PROVIDED DATA:
========================================================================

//! Client behaviour against an in-process fake server.

use loadgen_core::{
    ClientError, Command, ConnectionConfig, Connector, ErrorKind, KvClient, Reply, Subscription,
};
use resp_client::{read_value, RespConnector, Value};
use std::collections::HashMap;
use std::io::{BufReader, Write};
use std::net::{TcpListener, TcpStream};
use std::thread;
use std::time::Duration;

fn args_of(value: Value) -> Vec<String> {
    match value {
        Value::Array(Some(items)) => items
            .into_iter()
            .map(|v| match v {
                Value::Bulk(Some(b)) => String::from_utf8(b).unwrap(),
                other => panic!("unexpected argument {other:?}"),
            })
            .collect(),
        other => panic!("unexpected command frame {other:?}"),
    }
}

fn bulk(s: &str) -> String {
    format!("${}\r\n{}\r\n", s.len(), s)
}

/// Minimal single-connection server. `respond` maps a command to raw reply bytes.
fn serve_one<F>(respond: F) -> u16
where
    F: FnMut(&[String], &mut TcpStream) + Send + 'static,
{
    let listener = TcpListener::bind("127.0.0.1:0").unwrap();
    let port = listener.local_addr().unwrap().port();
    let mut respond = respond;
    thread::spawn(move || {
        let (stream, _) = listener.accept().unwrap();
        let mut writer = stream.try_clone().unwrap();
        let mut reader = BufReader::new(stream);
        while let Ok(value) = read_value(&mut reader) {
            let args = args_of(value);
            respond(&args, &mut writer);
        }
    });
    port
}

fn kv_server() -> u16 {
    let mut store: HashMap<String, String> = HashMap::new();
    serve_one(move |args, out| {
        let reply = match args[0].to_ascii_uppercase().as_str() {
            "CLIENT" => "+OK\r\n".to_string(),
            "PING" => "+PONG\r\n".to_string(),
            "SET" => {
                store.insert(args[1].clone(), args[2].clone());
                "+OK\r\n".to_string()
            }
            "GET" => match store.get(&args[1]) {
                Some(v) => bulk(v),
                None => "$-1\r\n".to_string(),
            },
            "MULTI" => "+OK\r\n".to_string(),
            "INCR" => "+QUEUED\r\n".to_string(),
            "EXEC" => "*2\r\n:1\r\n:2\r\n".to_string(),
            other => format!("-ERR unknown command '{other}'\r\n"),
        };
        out.write_all(reply.as_bytes()).unwrap();
    })
}

fn config_for(port: u16) -> ConnectionConfig {
    ConnectionConfig::new("127.0.0.1", port)
        .with_timeouts(Duration::from_secs(2), Duration::from_millis(500))
}

#[test]
fn test_set_get_and_ping() {
    let port = kv_server();
    let connector = RespConnector::new(config_for(port)).unwrap();
    let mut client = connector.connect(0).unwrap();

    client.ping().unwrap();
    let reply = client
        .execute(&Command::new("SET").arg("k").arg("v1"))
        .unwrap();
    assert!(reply.is_status("OK"));
    let reply = client.execute(&Command::new("GET").arg("k")).unwrap();
    assert_eq!(reply, Reply::Bulk(b"v1".to_vec()));
    let reply = client.execute(&Command::new("GET").arg("missing")).unwrap();
    assert_eq!(reply, Reply::Nil);
    client.close();
}

#[test]
fn test_pipeline_isolates_rejected_command() {
    let port = kv_server();
    let connector = RespConnector::new(config_for(port)).unwrap();
    let mut client = connector.connect(0).unwrap();

    let results = client
        .pipeline(&[
            Command::new("SET").arg("a").arg("1"),
            Command::new("BOGUS").arg("a"),
            Command::new("GET").arg("a"),
        ])
        .unwrap();
    assert_eq!(results.len(), 3);
    assert!(results[0].is_ok());
    let err = results[1].as_ref().unwrap_err();
    assert_eq!(err.kind(), ErrorKind::Command);
    assert!(!err.is_transport());
    assert_eq!(results[2].as_ref().unwrap(), &Reply::Bulk(b"1".to_vec()));
}

#[test]
fn test_transaction_replies() {
    let port = kv_server();
    let connector = RespConnector::new(config_for(port)).unwrap();
    let mut client = connector.connect(0).unwrap();

    let replies = client
        .transaction(&[Command::new("INCR").arg("c"), Command::new("INCR").arg("c")])
        .unwrap();
    assert_eq!(replies, vec![Reply::Int(1), Reply::Int(2)]);
    // The stream is still in sync afterwards.
    client.ping().unwrap();
}

#[test]
fn test_transaction_queue_error_aborts() {
    let port = serve_one(|args, out| {
        let reply = match args[0].as_str() {
            "CLIENT" | "MULTI" => "+OK\r\n",
            "SET" => "+QUEUED\r\n",
            "EXEC" => "-EXECABORT Transaction discarded because of previous errors.\r\n",
            "PING" => "+PONG\r\n",
            _ => "-ERR unknown command\r\n",
        };
        out.write_all(reply.as_bytes()).unwrap();
    });
    let connector = RespConnector::new(config_for(port)).unwrap();
    let mut client = connector.connect(0).unwrap();

    let err = client
        .transaction(&[
            Command::new("SET").arg("a").arg("1"),
            Command::new("NOPE"),
        ])
        .unwrap_err();
    assert!(matches!(err, ClientError::TransactionAborted(ref m) if m.contains("unknown command")));
    assert_eq!(err.kind(), ErrorKind::Command);
    client.ping().unwrap();
}

#[test]
fn test_auth_failure_is_classified() {
    let port = serve_one(|_args, out| {
        out.write_all(b"-WRONGPASS invalid username-password pair or user is disabled.\r\n")
            .unwrap();
    });
    let config = config_for(port).with_auth(Some("app".into()), Some("wrong".into()));
    let connector = RespConnector::new(config).unwrap();
    let err = connector.connect(0).err().unwrap();
    assert_eq!(err.kind(), ErrorKind::Auth);
}

#[test]
fn test_connection_refused_is_connection_error() {
    let port = {
        let listener = TcpListener::bind("127.0.0.1:0").unwrap();
        listener.local_addr().unwrap().port()
    };
    let connector = RespConnector::new(config_for(port)).unwrap();
    let err = connector.connect(0).err().unwrap();
    assert_eq!(err.kind(), ErrorKind::Connection);
    assert!(err.is_transport());
}

#[test]
fn test_silent_server_times_out() {
    let port = serve_one(|args, out| {
        if args[0] == "CLIENT" {
            out.write_all(b"+OK\r\n").unwrap();
        }
        // Everything else is swallowed.
    });
    let connector = RespConnector::new(config_for(port)).unwrap();
    let mut client = connector.connect(0).unwrap();
    let err = client.execute(&Command::new("GET").arg("k")).unwrap_err();
    assert_eq!(err.kind(), ErrorKind::Timeout);
    assert!(err.is_transport());
}

#[test]
fn test_subscription_receives_message() {
    let port = serve_one(|args, out| {
        if args[0] == "SUBSCRIBE" {
            let mut reply = String::new();
            reply.push_str("*3\r\n");
            reply.push_str(&bulk("subscribe"));
            reply.push_str(&bulk(&args[1]));
            reply.push_str(":1\r\n");
            out.write_all(reply.as_bytes()).unwrap();

            let mut message = String::new();
            message.push_str("*3\r\n");
            message.push_str(&bulk("message"));
            message.push_str(&bulk(&args[1]));
            message.push_str(&bulk("hello"));
            out.write_all(message.as_bytes()).unwrap();
        }
    });
    let connector = RespConnector::new(config_for(port)).unwrap();
    let mut subscription = connector.subscribe(&["news".to_string()]).unwrap();

    let mut received = None;
    for _ in 0..10 {
        if let Some(message) = subscription.next_message(Duration::from_millis(200)).unwrap() {
            received = Some(message);
            break;
        }
    }
    let message = received.expect("message should arrive");
    assert_eq!(message.channel, "news");
    assert_eq!(message.payload, b"hello".to_vec());

    // Nothing more is sent, so the next poll times out quietly.
    assert!(subscription
        .next_message(Duration::from_millis(100))
        .unwrap()
        .is_none());
    subscription.close();
}

#[test]
fn test_subscription_survives_frame_split_across_polls() {
    let port = serve_one(|args, out| {
        if args[0] == "SUBSCRIBE" {
            out.set_nodelay(true).unwrap();
            let mut reply = String::from("*3\r\n");
            reply.push_str(&bulk("subscribe"));
            reply.push_str(&bulk(&args[1]));
            reply.push_str(":1\r\n");
            out.write_all(reply.as_bytes()).unwrap();

            let mut message = String::from("*3\r\n");
            message.push_str(&bulk("message"));
            message.push_str(&bulk(&args[1]));
            message.push_str(&bulk("payload"));
            let (head, tail) = message.split_at(message.len() - 6);
            thread::sleep(Duration::from_millis(100));
            out.write_all(head.as_bytes()).unwrap();
            thread::sleep(Duration::from_millis(150));
            out.write_all(tail.as_bytes()).unwrap();
        }
    });
    let connector = RespConnector::new(config_for(port)).unwrap();
    let mut subscription = connector.subscribe(&["news".to_string()]).unwrap();

    // Polls shorter than the gap inside the frame must neither fail nor lose bytes.
    let mut received = None;
    for _ in 0..40 {
        if let Some(message) = subscription.next_message(Duration::from_millis(20)).unwrap() {
            received = Some(message);
            break;
        }
    }
    let message = received.expect("split message should arrive whole");
    assert_eq!(message.channel, "news");
    assert_eq!(message.payload, b"payload".to_vec());
    subscription.close();
}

========================================================================

TASK TO CARRY OUT:
In the records above, the line with "while let Ok(value)" marks the start and the line with "let results = client" marks the end; copy that stretch exactly, both lines included, and nothing else.

EXPECTED ANSWER:
        while let Ok(value) = read_value(&mut reader) {
            let args = args_of(value);
            respond(&args, &mut writer);
        }
    });
    port
}

fn kv_server() -> u16 {
    let mut store: HashMap<String, String> = HashMap::new();
    serve_one(move |args, out| {
        let reply = match args[0].to_ascii_uppercase().as_str() {
            "CLIENT" => "+OK\r\n".to_string(),
            "PING" => "+PONG\r\n".to_string(),
            "SET" => {
                store.insert(args[1].clone(), args[2].clone());
                "+OK\r\n".to_string()
            }
            "GET" => match store.get(&args[1]) {
                Some(v) => bulk(v),
                None => "$-1\r\n".to_string(),
            },
            "MULTI" => "+OK\r\n".to_string(),
            "INCR" => "+QUEUED\r\n".to_string(),
            "EXEC" => "*2\r\n:1\r\n:2\r\n".to_string(),
            other => format!("-ERR unknown command '{other}'\r\n"),
        };
        out.write_all(reply.as_bytes()).unwrap();
    })
}

fn config_for(port: u16) -> ConnectionConfig {
    ConnectionConfig::new("127.0.0.1", port)
        .with_timeouts(Duration::from_secs(2), Duration::from_millis(500))
}

#[test]
fn test_set_get_and_ping() {
    let port = kv_server();
    let connector = RespConnector::new(config_for(port)).unwrap();
    let mut client = connector.connect(0).unwrap();

    client.ping().unwrap();
    let reply = client
        .execute(&Command::new("SET").arg("k").arg("v1"))
        .unwrap();
    assert!(reply.is_status("OK"));
    let reply = client.execute(&Command::new("GET").arg("k")).unwrap();
    assert_eq!(reply, Reply::Bulk(b"v1".to_vec()));
    let reply = client.execute(&Command::new("GET").arg("missing")).unwrap();
    assert_eq!(reply, Reply::Nil);
    client.close();
}

#[test]
fn test_pipeline_isolates_rejected_command() {
    let port = kv_server();
    let connector = RespConnector::new(config_for(port)).unwrap();
    let mut client = connector.connect(0).unwrap();

    let results = client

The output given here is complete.